I smiled. "That is good to hear, even from a Dream-Being. I suppose that is my subconscious wish for Fairness in the afterlife speaking. I will reflect upon my need for affirmation, I think." I closed my eyes again and settled back into my meditation, once more circulating my spirit through my body and mind, then my mind through my body and spirit, and my body through my mind and spirit.

He sat still for several decades, and then hummed. "I suppose... I could Prove it? That you are in the Spirit Realm?"

"You cannot." I refuted calmly.

He chuckled loudly, slapping his belly. "I contest!!! Your mind is made of Iron, and your Body and Spirit as well, these are all impressive, but I can prove to you that you are in the Spirit Realm! And I will do so by simply answering a question you can't answer yourself! Therefore, your mind could not have created the answer, and I must be an outside force, and you must be outside of your own mind!" He reasoned.

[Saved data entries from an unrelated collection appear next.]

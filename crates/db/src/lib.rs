pub mod models;
pub mod repositories;
pub mod schema;

pub mod mock;

use eyre::Result;
use salonbook_core::errors::BookingError;
use sqlx::postgres::PgPoolOptions;
use sqlx::{Pool, Postgres};

pub type DbPool = Pool<Postgres>;

/// Maps a repository failure into the domain taxonomy. Pool exhaustion and
/// connection-level I/O failures are transient and safe for the caller to
/// retry; anything else is a database fault.
pub fn classify_error(err: eyre::Report) -> BookingError {
    let transient = err
        .downcast_ref::<sqlx::Error>()
        .map(|e| {
            matches!(
                e,
                sqlx::Error::PoolTimedOut | sqlx::Error::PoolClosed | sqlx::Error::Io(_)
            )
        })
        .unwrap_or(false);

    if transient {
        BookingError::Unavailable(err.to_string())
    } else {
        BookingError::Database(err)
    }
}


pub async fn create_pool(database_url: &str) -> Result<DbPool> {
    let pool = PgPoolOptions::new()
        .max_connections(5)
        .connect(database_url)
        .await?;

    Ok(pool)
}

I hummed. "That does sound correct; my mind cannot create knowledge... though there's the possibility my mind could create something totally outlandish, and there would be no proof here to prove or disprove it... no, you still cannot convince me." I shook my head, coming to a conclusion.

He nodded. "That is true... then I shall simply ask a question, and you may think on it, as I return you to the Mortal Plane. My question is thus: 'What is Ego?'"

I opened my mouth to respond, and then frowned at a sudden pull, in my stomach, like a gnawing, hungry ache. 'I must be waking up, because I haven't eaten breakfast... I wonder if the hospital has good food?' I hummed.

My eyes closed of my own accord, and I felt my Soul rejoin my physical body.

I took a deep breath, and then opened my eyes, surprised by the crisp forest smells in the single breath. I gasped softly, at the view of a majestic mountain, covered all in Veridic Forest and burbling rivers and streams.

"Little Sage? Are you Well?" A woman's voice asked hesitantly in soft English.